:: Brief ::
Among the lines below, restate word for word only those from the line with "use crate::backend::ProviderBackend;" through the line with "pub fn from_target(target: &str)", with both end lines kept.

[[ Records provided open ]]

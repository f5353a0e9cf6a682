//! Configuration helpers: provider selection by target name and environment lookup.

use crate::backend::ProviderBackend;
use crate::http::HttpTransport;
use crate::openai::OpenAiProvider;
use crate::{Error, Result};
use std::env;

/// Environment variable overriding every provider's base URL.
pub const BASE_URL_ENV: &str = "LLM_CONDUIT_BASE_URL";

/// Hosted model families recognized from a target name.
#[derive(Debug, Clone, Copy, PartialEq, Eq, Hash)]
pub enum ProviderKind {
    OpenAi,
    Anthropic,
    Google,
    Xai,
}

impl ProviderKind {
    /// Picks the provider from the target's prefix.
    ///
    /// `gpt*` and `o1*` are OpenAI, `grok*` is xAI, `claude*` is Anthropic and
    /// `gemini*` is Google.
    pub fn from_target(target: &str) -> Result<Self> {
        if target.starts_with("gpt") || target.starts_with("o1") {
            Ok(ProviderKind::OpenAi)
        } else if target.starts_with("grok") {
            Ok(ProviderKind::Xai)
        } else if target.starts_with("claude") {
            Ok(ProviderKind::Anthropic)
        } else if target.starts_with("gemini") {
            Ok(ProviderKind::Google)
        } else {
            Err(Error::config(format!("Unknown model provider for {}", target)))
        }
    }

    pub fn default_url(&self) -> &'static str {
        match self {
            ProviderKind::OpenAi => "https://api.openai.com/v1",
            ProviderKind::Anthropic => "https://api.anthropic.com/v1",
            ProviderKind::Google => "https://generativelanguage.googleapis.com/v1beta",
            ProviderKind::Xai => "https://api.x.ai/v1",
        }
    }

    /// Name of the environment variable holding this provider's API key.
    pub fn api_key_env(&self) -> &'static str {
        match self {
            ProviderKind::OpenAi => "OPENAI_API_KEY",
            ProviderKind::Anthropic => "ANTHROPIC_API_KEY",
            ProviderKind::Google => "GEMINI_API_KEY",
            ProviderKind::Xai => "XAI_API_KEY",
        }
    }

    /// Whether the provider speaks the chat-completions wire format.
    pub fn is_openai_compatible(&self) -> bool {
        matches!(self, ProviderKind::OpenAi | ProviderKind::Xai)
    }

    pub fn api_key(&self) -> Option<String> {
        env::var(self.api_key_env()).ok().filter(|k| !k.is_empty())
    }

    /// Base URL from [`BASE_URL_ENV`], falling back to the provider default.
    pub fn base_url(&self) -> String {
        resolve_base_url(*self, env::var(BASE_URL_ENV).ok())
    }
}

fn resolve_base_url(kind: ProviderKind, override_url: Option<String>) -> String {
    override_url
        .filter(|url| !url.is_empty())
        .unwrap_or_else(|| kind.default_url().to_string())
}

/// Builds an HTTP backend for a target whose provider speaks chat-completions.
///
/// The API key and base URL come from the environment. Anthropic and Google need a
/// caller-supplied [`Provider`](crate::Provider) and are rejected here.
///
/// # Examples
///
/// ```rust,no_run
/// use llm_conduit::{Pipeline, config::backend_for};
///
/// # fn example() -> llm_conduit::Result<()> {
/// let pipeline = Pipeline::builder().backend(backend_for("gpt-4o")?).build()?;
/// # Ok(())
/// # }
/// ```
pub fn backend_for(target: &str) -> Result<ProviderBackend<OpenAiProvider, HttpTransport>> {
    let kind = ProviderKind::from_target(target)?;
    if !kind.is_openai_compatible() {
        return Err(Error::config(format!(
            "no built-in adapter for {:?}; supply a Provider for {}",
            kind, target
        )));
    }

    let transport = HttpTransport::new(kind.api_key())?;
    Ok(ProviderBackend::new(OpenAiProvider::new(kind.base_url()), transport))
}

[[ Records provided closed ]]

:: Exercise result ::
use crate::backend::ProviderBackend;
use crate::http::HttpTransport;
use crate::openai::OpenAiProvider;
use crate::{Error, Result};
use std::env;

/// Environment variable overriding every provider's base URL.
pub const BASE_URL_ENV: &str = "LLM_CONDUIT_BASE_URL";

/// Hosted model families recognized from a target name.
#[derive(Debug, Clone, Copy, PartialEq, Eq, Hash)]
pub enum ProviderKind {
    OpenAi,
    Anthropic,
    Google,
    Xai,
}

impl ProviderKind {
    /// Picks the provider from the target's prefix.
    ///
    /// `gpt*` and `o1*` are OpenAI, `grok*` is xAI, `claude*` is Anthropic and
    /// `gemini*` is Google.
    pub fn from_target(target: &str) -> Result<Self> {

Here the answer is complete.